» EXERCISE DATA:
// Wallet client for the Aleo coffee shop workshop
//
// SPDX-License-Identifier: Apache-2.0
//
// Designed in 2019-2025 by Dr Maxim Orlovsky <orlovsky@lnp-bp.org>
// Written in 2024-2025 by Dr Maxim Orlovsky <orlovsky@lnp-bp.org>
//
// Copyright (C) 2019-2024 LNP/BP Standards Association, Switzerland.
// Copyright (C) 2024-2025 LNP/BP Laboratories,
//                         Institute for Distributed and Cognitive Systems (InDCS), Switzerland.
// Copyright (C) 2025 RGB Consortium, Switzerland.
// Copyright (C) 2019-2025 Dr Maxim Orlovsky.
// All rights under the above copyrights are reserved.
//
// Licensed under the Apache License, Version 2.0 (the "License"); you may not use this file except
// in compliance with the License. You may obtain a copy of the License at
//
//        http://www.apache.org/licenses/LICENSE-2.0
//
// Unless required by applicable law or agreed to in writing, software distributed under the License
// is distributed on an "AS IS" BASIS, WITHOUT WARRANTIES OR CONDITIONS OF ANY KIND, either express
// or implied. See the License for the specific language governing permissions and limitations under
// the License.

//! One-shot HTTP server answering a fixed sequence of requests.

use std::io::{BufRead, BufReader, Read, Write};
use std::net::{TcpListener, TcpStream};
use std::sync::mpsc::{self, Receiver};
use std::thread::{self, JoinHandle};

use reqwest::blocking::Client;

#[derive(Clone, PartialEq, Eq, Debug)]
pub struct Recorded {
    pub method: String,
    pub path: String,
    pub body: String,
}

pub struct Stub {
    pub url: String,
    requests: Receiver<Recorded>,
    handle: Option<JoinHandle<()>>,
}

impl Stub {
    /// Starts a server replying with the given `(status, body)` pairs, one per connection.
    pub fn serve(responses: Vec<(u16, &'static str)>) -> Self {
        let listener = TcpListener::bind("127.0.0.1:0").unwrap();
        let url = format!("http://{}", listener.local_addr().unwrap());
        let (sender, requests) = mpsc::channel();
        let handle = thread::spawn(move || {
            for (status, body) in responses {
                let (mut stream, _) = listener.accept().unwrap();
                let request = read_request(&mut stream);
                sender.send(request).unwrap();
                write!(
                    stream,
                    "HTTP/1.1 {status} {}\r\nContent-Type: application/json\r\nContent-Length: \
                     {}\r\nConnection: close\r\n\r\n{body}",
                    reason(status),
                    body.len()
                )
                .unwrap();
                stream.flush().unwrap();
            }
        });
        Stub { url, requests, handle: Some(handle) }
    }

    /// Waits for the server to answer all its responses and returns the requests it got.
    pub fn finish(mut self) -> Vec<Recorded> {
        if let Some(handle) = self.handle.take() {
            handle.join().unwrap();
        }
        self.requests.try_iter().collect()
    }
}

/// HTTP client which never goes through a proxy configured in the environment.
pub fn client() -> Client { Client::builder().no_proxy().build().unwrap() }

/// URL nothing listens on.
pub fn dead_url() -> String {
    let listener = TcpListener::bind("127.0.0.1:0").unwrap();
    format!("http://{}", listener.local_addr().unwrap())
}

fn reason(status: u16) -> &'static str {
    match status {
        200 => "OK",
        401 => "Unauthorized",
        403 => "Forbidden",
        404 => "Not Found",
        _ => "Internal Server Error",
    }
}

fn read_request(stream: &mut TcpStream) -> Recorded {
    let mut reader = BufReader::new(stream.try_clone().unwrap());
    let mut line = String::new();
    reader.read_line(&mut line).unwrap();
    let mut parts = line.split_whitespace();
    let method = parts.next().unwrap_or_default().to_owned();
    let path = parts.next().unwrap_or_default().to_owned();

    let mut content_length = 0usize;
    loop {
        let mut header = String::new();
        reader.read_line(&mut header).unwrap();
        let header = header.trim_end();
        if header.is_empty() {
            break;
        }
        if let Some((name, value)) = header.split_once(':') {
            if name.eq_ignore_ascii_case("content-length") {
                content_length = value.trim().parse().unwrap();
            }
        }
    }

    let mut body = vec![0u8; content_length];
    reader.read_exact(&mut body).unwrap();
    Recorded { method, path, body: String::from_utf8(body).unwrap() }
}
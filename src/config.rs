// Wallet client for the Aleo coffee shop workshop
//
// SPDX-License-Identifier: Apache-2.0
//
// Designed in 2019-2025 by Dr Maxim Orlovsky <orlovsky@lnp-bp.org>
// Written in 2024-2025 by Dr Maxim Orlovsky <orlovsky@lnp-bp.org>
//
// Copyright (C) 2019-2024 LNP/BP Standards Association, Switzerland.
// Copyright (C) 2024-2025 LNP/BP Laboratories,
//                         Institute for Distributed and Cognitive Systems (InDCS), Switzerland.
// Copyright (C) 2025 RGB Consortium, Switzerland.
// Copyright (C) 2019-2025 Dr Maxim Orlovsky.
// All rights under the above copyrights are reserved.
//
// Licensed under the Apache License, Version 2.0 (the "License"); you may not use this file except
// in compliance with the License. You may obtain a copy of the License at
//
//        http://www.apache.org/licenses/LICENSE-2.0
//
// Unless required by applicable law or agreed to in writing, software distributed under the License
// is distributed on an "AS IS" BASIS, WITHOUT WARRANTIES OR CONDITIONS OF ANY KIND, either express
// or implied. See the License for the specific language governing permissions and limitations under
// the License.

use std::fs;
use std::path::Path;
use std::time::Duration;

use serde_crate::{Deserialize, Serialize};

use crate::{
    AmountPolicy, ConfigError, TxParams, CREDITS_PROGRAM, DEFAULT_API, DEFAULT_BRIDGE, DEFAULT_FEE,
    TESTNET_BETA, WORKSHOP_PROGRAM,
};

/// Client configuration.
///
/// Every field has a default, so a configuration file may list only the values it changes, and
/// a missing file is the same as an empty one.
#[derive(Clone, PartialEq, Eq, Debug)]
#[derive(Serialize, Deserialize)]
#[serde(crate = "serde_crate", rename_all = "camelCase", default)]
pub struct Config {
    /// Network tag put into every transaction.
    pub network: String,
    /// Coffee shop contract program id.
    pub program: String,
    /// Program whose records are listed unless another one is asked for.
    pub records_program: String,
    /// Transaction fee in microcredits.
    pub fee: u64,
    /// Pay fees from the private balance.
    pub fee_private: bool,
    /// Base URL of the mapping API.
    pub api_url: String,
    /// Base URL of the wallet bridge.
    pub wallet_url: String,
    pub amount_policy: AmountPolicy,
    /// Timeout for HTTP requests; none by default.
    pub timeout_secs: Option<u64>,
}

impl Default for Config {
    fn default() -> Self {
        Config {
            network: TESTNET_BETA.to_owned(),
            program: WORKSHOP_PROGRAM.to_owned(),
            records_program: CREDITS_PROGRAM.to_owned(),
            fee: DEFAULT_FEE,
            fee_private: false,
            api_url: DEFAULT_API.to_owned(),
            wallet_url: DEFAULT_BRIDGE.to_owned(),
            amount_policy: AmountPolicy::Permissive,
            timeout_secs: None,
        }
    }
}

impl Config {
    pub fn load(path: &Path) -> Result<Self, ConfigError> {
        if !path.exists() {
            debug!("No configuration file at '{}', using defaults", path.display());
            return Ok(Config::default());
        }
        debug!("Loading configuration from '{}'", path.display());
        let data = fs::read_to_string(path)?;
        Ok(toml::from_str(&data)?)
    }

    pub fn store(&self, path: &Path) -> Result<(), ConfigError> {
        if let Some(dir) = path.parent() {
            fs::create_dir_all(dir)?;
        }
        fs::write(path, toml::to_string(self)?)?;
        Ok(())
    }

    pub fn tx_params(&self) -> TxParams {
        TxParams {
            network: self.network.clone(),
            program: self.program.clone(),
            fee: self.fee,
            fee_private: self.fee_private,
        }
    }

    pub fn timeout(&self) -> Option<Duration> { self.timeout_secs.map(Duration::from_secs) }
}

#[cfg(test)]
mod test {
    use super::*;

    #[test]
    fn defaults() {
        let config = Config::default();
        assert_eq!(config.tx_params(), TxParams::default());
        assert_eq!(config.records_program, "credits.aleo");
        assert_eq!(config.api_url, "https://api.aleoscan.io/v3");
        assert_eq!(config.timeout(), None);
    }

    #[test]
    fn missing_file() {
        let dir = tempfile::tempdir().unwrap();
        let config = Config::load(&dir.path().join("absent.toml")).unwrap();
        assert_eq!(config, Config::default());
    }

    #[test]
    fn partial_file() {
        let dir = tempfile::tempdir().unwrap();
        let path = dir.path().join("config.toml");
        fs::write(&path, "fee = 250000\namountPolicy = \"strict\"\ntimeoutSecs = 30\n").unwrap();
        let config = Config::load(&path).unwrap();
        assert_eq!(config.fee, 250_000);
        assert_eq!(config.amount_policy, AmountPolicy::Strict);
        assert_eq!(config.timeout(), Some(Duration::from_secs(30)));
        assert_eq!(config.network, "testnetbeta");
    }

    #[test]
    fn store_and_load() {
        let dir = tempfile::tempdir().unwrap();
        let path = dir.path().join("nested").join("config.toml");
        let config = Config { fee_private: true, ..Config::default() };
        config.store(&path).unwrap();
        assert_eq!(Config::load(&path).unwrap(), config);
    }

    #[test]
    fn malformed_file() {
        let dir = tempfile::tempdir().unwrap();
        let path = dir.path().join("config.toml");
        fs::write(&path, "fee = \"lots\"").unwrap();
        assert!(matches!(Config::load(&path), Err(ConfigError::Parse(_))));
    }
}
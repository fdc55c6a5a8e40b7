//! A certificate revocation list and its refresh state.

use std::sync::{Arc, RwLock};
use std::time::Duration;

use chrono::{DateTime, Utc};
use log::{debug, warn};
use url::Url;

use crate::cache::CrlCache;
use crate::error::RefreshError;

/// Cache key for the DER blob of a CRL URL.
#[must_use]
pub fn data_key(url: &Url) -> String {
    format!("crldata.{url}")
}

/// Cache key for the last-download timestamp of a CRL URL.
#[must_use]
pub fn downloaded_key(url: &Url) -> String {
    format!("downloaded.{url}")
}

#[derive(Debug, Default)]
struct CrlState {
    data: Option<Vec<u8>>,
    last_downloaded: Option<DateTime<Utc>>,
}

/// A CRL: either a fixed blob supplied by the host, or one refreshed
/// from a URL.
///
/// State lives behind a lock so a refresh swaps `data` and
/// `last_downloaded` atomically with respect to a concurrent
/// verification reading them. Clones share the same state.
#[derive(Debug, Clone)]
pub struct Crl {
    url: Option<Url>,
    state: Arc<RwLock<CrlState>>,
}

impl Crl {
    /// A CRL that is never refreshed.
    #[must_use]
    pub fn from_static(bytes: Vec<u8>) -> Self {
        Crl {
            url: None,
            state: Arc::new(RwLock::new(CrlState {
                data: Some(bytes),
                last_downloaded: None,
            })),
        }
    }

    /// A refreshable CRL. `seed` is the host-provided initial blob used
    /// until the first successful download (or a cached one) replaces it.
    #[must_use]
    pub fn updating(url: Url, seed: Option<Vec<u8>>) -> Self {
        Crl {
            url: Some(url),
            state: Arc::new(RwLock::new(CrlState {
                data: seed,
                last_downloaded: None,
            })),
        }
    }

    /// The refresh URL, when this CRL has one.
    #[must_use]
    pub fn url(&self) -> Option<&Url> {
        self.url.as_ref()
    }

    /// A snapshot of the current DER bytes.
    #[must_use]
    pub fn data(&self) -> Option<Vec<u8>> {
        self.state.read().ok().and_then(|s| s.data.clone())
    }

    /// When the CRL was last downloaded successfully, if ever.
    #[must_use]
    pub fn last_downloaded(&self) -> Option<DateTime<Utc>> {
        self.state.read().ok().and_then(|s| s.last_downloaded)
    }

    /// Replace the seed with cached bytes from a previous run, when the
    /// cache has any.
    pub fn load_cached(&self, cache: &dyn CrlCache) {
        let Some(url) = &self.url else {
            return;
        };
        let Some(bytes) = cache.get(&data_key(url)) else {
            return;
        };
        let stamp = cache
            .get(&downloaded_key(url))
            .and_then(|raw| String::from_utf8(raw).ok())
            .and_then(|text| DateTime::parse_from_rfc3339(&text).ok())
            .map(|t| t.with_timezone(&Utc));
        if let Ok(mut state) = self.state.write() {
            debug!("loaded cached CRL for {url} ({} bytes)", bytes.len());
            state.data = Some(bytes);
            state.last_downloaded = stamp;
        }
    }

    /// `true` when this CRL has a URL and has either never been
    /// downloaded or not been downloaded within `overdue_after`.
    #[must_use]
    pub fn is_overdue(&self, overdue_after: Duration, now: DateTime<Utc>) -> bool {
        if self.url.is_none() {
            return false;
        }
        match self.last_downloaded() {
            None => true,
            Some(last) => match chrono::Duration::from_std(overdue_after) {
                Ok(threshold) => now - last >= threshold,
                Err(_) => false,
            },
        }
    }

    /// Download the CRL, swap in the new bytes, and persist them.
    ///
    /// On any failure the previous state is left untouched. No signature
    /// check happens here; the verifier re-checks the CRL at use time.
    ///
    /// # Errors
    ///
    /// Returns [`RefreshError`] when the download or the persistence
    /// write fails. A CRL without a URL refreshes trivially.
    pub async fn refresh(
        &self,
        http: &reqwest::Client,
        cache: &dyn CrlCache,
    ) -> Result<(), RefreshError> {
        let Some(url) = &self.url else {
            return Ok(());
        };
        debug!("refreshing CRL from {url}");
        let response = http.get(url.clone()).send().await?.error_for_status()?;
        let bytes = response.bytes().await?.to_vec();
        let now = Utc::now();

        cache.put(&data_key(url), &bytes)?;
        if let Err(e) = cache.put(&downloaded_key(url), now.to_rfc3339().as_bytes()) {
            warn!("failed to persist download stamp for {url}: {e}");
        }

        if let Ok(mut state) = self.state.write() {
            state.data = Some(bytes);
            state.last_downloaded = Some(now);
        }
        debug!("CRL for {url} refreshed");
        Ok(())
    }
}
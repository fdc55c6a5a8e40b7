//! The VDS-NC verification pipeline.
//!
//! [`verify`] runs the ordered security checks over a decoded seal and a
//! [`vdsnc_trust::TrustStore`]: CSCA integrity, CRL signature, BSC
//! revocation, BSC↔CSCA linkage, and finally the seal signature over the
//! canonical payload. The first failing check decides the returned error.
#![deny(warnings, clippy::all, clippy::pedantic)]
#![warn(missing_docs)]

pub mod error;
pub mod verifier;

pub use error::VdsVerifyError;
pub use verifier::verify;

» EXERCISE REQUIREMENTS: Copy each line of the preceding data that contains the string "first".

» EXERCISE OUTPUT:
    /// until the first successful download (or a cached one) replaces it.
//! canonical payload. The first failing check decides the returned error.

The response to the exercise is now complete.